DATA PROVIDED:
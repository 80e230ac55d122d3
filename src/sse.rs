//! Server-Sent Events (SSE) frame decoding.
//!
//! The chat backend streams newline-delimited frames:
//! ```text
//! data: {"choices":[{"delta":{"content":"Hel"}}]}
//!
//! data: {"choices":[{"delta":{"content":"lo"}}]}
//!
//! data: [DONE]
//! ```
//!
//! Reads may split a line, or a multi-byte UTF-8 character, at any byte.
//! [`FrameDecoder`] carries both across reads so frames are only classified
//! once their line is complete.

use std::collections::VecDeque;

use bytes::Bytes;
use futures::stream::{self, Stream, StreamExt};

use crate::client::ClientError;
use crate::model::CompletionChunk;

/// One classified line of the stream.
#[derive(Debug, Clone, PartialEq, Eq)]
pub enum Frame {
    /// Payload of a `data: ` line, prefix stripped.
    Data(String),
    /// The `[DONE]` sentinel.
    Done,
}

/// Incremental, UTF-8 safe line decoder.
#[derive(Debug, Default)]
pub struct FrameDecoder {
    /// Bytes of a character whose tail has not arrived yet.
    pending: Vec<u8>,
    /// Decoded text of the current incomplete line.
    text: String,
}

impl FrameDecoder {
    pub fn new() -> Self {
        Self::default()
    }

    /// Feed one read's worth of bytes, returning every frame completed by it.
    pub fn push(&mut self, chunk: &[u8]) -> Vec<Frame> {
        self.pending.extend_from_slice(chunk);
        self.decode_pending();

        let mut frames = Vec::new();
        let mut start = 0;
        while let Some(pos) = self.text[start..].find('\n') {
            let end = start + pos;
            if let Some(frame) = classify_line(&self.text[start..end]) {
                frames.push(frame);
            }
            start = end + 1;
        }
        self.text.drain(..start);
        frames
    }

    /// Flush at end of stream: a final line without a trailing newline is
    /// still classified. A truncated character decodes as U+FFFD.
    pub fn finish(&mut self) -> Vec<Frame> {
        if !self.pending.is_empty() {
            self.text.push_str(&String::from_utf8_lossy(&self.pending));
            self.pending.clear();
        }

        let rest = std::mem::take(&mut self.text);
        rest.split('\n').filter_map(classify_line).collect()
    }

    fn decode_pending(&mut self) {
        loop {
            match std::str::from_utf8(&self.pending) {
                Ok(text) => {
                    self.text.push_str(text);
                    self.pending.clear();
                    return;
                }
                Err(err) => {
                    let valid = err.valid_up_to();
                    self.text
                        .push_str(&String::from_utf8_lossy(&self.pending[..valid]));
                    match err.error_len() {
                        // Invalid sequence in the middle: replace it and keep going.
                        Some(bad) => {
                            self.text.push(char::REPLACEMENT_CHARACTER);
                            self.pending.drain(..valid + bad);
                        }
                        // Incomplete sequence at the end: wait for the next read.
                        None => {
                            self.pending.drain(..valid);
                            return;
                        }
                    }
                }
            }
        }
    }
}

/// Classify one line, without its `\n`. Only a single trailing `\r` is
/// removed; the `data: ` prefix must start the line.
fn classify_line(line: &str) -> Option<Frame> {
    let line = line.strip_suffix('\r').unwrap_or(line);
    if line.trim().is_empty() {
        return None;
    }

    let data = parse_sse_line(line)?;
    if is_done_marker(data) {
        Some(Frame::Done)
    } else {
        Some(Frame::Data(data.to_string()))
    }
}

/// Extension trait turning a byte stream into a stream of [`Frame`]s.
///
/// # Example
/// ```ignore
/// use streamchat::sse::{Frame, FrameStreamExt};
///
/// let mut frames = response.bytes_stream().frames();
/// while let Some(frame) = frames.next().await {
///     if frame? == Frame::Done {
///         break;
///     }
/// }
/// ```
pub trait FrameStreamExt {
    /// Decode the stream into frames, ending when the bytes end.
    ///
    /// The `[DONE]` sentinel is yielded as [`Frame::Done`] rather than
    /// swallowed, so callers can tell it apart from a truncated stream.
    fn frames(self) -> impl Stream<Item = Result<Frame, ClientError>> + Send;
}

impl<S, E> FrameStreamExt for S
where
    S: Stream<Item = Result<Bytes, E>> + Send + 'static,
    E: Into<ClientError> + Send + 'static,
{
    fn frames(self) -> impl Stream<Item = Result<Frame, ClientError>> + Send {
        stream::unfold(
            (Box::pin(self), FrameDecoder::new(), VecDeque::new(), false),
            |(mut byte_stream, mut decoder, mut ready, mut stream_ended)| async move {
                loop {
                    if let Some(frame) = ready.pop_front() {
                        return Some((Ok(frame), (byte_stream, decoder, ready, stream_ended)));
                    }

                    if stream_ended {
                        return None;
                    }

                    match byte_stream.next().await {
                        Some(Ok(chunk)) => ready.extend(decoder.push(&chunk)),
                        Some(Err(e)) => {
                            let err: ClientError = e.into();
                            stream_ended = true;
                            return Some((Err(err), (byte_stream, decoder, ready, stream_ended)));
                        }
                        None => {
                            stream_ended = true;
                            ready.extend(decoder.finish());
                        }
                    }
                }
            },
        )
    }
}

/// Parse an SSE line to extract the data portion.
///
/// # Example
/// ```
/// use streamchat::sse::parse_sse_line;
///
/// assert_eq!(parse_sse_line("data: {\"key\": \"value\"}"), Some("{\"key\": \"value\"}"));
/// assert_eq!(parse_sse_line(": keep-alive"), None);
/// assert_eq!(parse_sse_line("  data: x"), None);
/// ```
pub fn parse_sse_line(line: &str) -> Option<&str> {
    line.strip_prefix("data: ")
}

/// Check if an SSE data line is the end-of-stream sentinel.
///
/// # Example
/// ```
/// use streamchat::sse::is_done_marker;
///
/// assert!(is_done_marker("[DONE]"));
/// assert!(!is_done_marker("{\"data\": \"value\"}"));
/// ```
pub fn is_done_marker(data: &str) -> bool {
    data == "[DONE]"
}

/// Pull `choices[0].delta.content` out of a data payload.
///
/// Returns `Ok(None)` when the payload is well formed but carries no text,
/// and `ClientError::MalformedFrame` when it is not JSON of the expected shape.
pub fn extract_delta(payload: &str) -> Result<Option<String>, ClientError> {
    let chunk: CompletionChunk = serde_json::from_str(payload)
        .map_err(|e| ClientError::MalformedFrame(e.to_string()))?;

    Ok(chunk
        .choices
        .into_iter()
        .next()
        .and_then(|choice| choice.delta)
        .and_then(|delta| delta.content)
        .filter(|content| !content.is_empty()))
}
//! # streamchat - streaming chat client
//!
//! A small client library for an agent chat backend. It sends a message to
//! the selected agent and consumes the reply as a stream of `data:` frames,
//! handing each text delta to the caller as soon as it is decoded.
//!
//! ## Features
//! - Async-first, tokio compatible
//! - UTF-8 safe incremental SSE decoding (split lines and split characters)
//! - Cancellable, single-flight requests with an explicit in-flight policy
//! - Callback contract: `on_chunk`, `on_complete`, `on_error`
//! - Listing endpoints for agents and conversations
//!
//! ## Core Types
//!
//! - **`StreamingChatClient<T, H>`**: drives one request at a time over a `Transport`
//! - **`StreamHandler`**: receives deltas, the completed reply, or the error
//! - **`AbortHandle`**: cancels the in-flight request
//! - **`TransportOptions<HttpTransport>`**: base URL, credential, timeout, proxy
//!
//! ## Example
//! ```no_run
//! use streamchat::client::StreamingChatClient;
//! use streamchat::model::Agent;
//! use streamchat::options::{HttpTransport, TransportOptions};
//! use streamchat::stream::{Callbacks, StreamOutcome};
//!
//! #[tokio::main]
//! async fn main() -> Result<(), Box<dyn std::error::Error>> {
//!     let transport_options = TransportOptions::new(
//!         HttpTransport::new("http://localhost:8181").with_credential("your-token"),
//!     );
//!
//!     let callbacks = Callbacks::new()
//!         .on_chunk(|chunk| print!("{}", chunk))
//!         .on_error(|e| eprintln!("stream failed: {}", e));
//!
//!     let client = StreamingChatClient::over_http(transport_options, callbacks)?
//!         .with_agent(Agent::new("rag-agent", "Knowledge Agent"));
//!
//!     if let StreamOutcome::Completed(reply) = client.send_message("Hello!").await? {
//!         println!("\n{} chars", reply.len());
//!     }
//!     Ok(())
//! }
//! ```

pub mod api;
pub mod client;
pub mod http;
pub mod model;
pub mod options;
pub mod sse;
pub mod stream;
pub mod transcript;

// Re-exports for convenience
pub use api::ChatApi;
pub use client::{ClientError, StreamingChatClient, Transport};
pub use model::{Agent, Conversation, Message, StreamRequest};
pub use stream::{AbortHandle, Callbacks, StreamHandler, StreamOutcome};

PROBLEM STATEMENT:
Begin with the top line of the material and go as far as the line with "let mut start = 0;". Set down those lines exactly, both ends included, and nothing more.

TASK SOLUTION:
repository 80e230ac55d122d3
filename src/sse.rs
//! Server-Sent Events (SSE) frame decoding.
//!
//! The chat backend streams newline-delimited frames:
//! ```text
//! data: {"choices":[{"delta":{"content":"Hel"}}]}
//!
//! data: {"choices":[{"delta":{"content":"lo"}}]}
//!
//! data: [DONE]
//! ```
//!
//! Reads may split a line, or a multi-byte UTF-8 character, at any byte.
//! [`FrameDecoder`] carries both across reads so frames are only classified
//! once their line is complete.

use std::collections::VecDeque;

use bytes::Bytes;
use futures::stream::{self, Stream, StreamExt};

use crate::client::ClientError;
use crate::model::CompletionChunk;

/// One classified line of the stream.
#[derive(Debug, Clone, PartialEq, Eq)]
pub enum Frame {
    /// Payload of a `data: ` line, prefix stripped.
    Data(String),
    /// The `[DONE]` sentinel.
    Done,
}

/// Incremental, UTF-8 safe line decoder.
#[derive(Debug, Default)]
pub struct FrameDecoder {
    /// Bytes of a character whose tail has not arrived yet.
    pending: Vec<u8>,
    /// Decoded text of the current incomplete line.
    text: String,
}

impl FrameDecoder {
    pub fn new() -> Self {
        Self::default()
    }

    /// Feed one read's worth of bytes, returning every frame completed by it.
    pub fn push(&mut self, chunk: &[u8]) -> Vec<Frame> {
        self.pending.extend_from_slice(chunk);
        self.decode_pending();

        let mut frames = Vec::new();
        let mut start = 0;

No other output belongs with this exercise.